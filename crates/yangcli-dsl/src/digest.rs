//! Schema document digests (versioned).
//!
//! The loader records one digest per document so `--dump-model` and the
//! diagnostic binary can show exactly which inputs a model was built from.
//!
//! - algorithm: **FNV-1a 64-bit**
//! - input: the UTF-8 bytes of the document as read
//! - output: `"fnv1a64:<16 lowercase hex digits>"`
//!
//! This is an identity tool, not a security primitive.

/// Prefix used in serialized digests.
pub const SCHEMA_DIGEST_V1_PREFIX: &str = "fnv1a64:";

const FNV_OFFSET_BASIS: u64 = 0xcbf29ce484222325;
const FNV_PRIME: u64 = 0x00000100000001b3;

/// Compute a v1 digest (FNV-1a 64-bit) over arbitrary bytes.
pub fn fnv1a64_digest_bytes(bytes: &[u8]) -> String {
    let mut hash = FNV_OFFSET_BASIS;
    for b in bytes {
        hash ^= (*b) as u64;
        hash = hash.wrapping_mul(FNV_PRIME);
    }

    format!("{SCHEMA_DIGEST_V1_PREFIX}{hash:016x}")
}

/// Compute the v1 digest for a schema document.
pub fn schema_digest_v1(text: &str) -> String {
    fnv1a64_digest_bytes(text.as_bytes())
}

#[cfg(test)]
mod tests {
    use super::*;

    #[test]
    fn digest_has_expected_prefix_and_width() {
        let d = schema_digest_v1("module x { prefix x; }\n");
        assert!(d.starts_with(SCHEMA_DIGEST_V1_PREFIX));
        assert_eq!(d.len(), SCHEMA_DIGEST_V1_PREFIX.len() + 16);
    }

    #[test]
    fn empty_input_is_offset_basis() {
        assert_eq!(schema_digest_v1(""), "fnv1a64:cbf29ce484222325");
    }

    #[test]
    fn digest_changes_with_content() {
        assert_ne!(schema_digest_v1("rpc a;"), schema_digest_v1("rpc b;"));
    }
}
· · ·
= Exercise goal =
From the first line of the material above down to the line with "hash ^= (*b) as u64;", output each line exactly; include both of those lines and add no others.

= Answer to this exercise =
filename crates/yangcli-dsl/src/digest.rs
//! Schema document digests (versioned).
//!
//! The loader records one digest per document so `--dump-model` and the
//! diagnostic binary can show exactly which inputs a model was built from.
//!
//! - algorithm: **FNV-1a 64-bit**
//! - input: the UTF-8 bytes of the document as read
//! - output: `"fnv1a64:<16 lowercase hex digits>"`
//!
//! This is an identity tool, not a security primitive.

/// Prefix used in serialized digests.
pub const SCHEMA_DIGEST_V1_PREFIX: &str = "fnv1a64:";

const FNV_OFFSET_BASIS: u64 = 0xcbf29ce484222325;
const FNV_PRIME: u64 = 0x00000100000001b3;

/// Compute a v1 digest (FNV-1a 64-bit) over arbitrary bytes.
pub fn fnv1a64_digest_bytes(bytes: &[u8]) -> String {
    let mut hash = FNV_OFFSET_BASIS;
    for b in bytes {
        hash ^= (*b) as u64;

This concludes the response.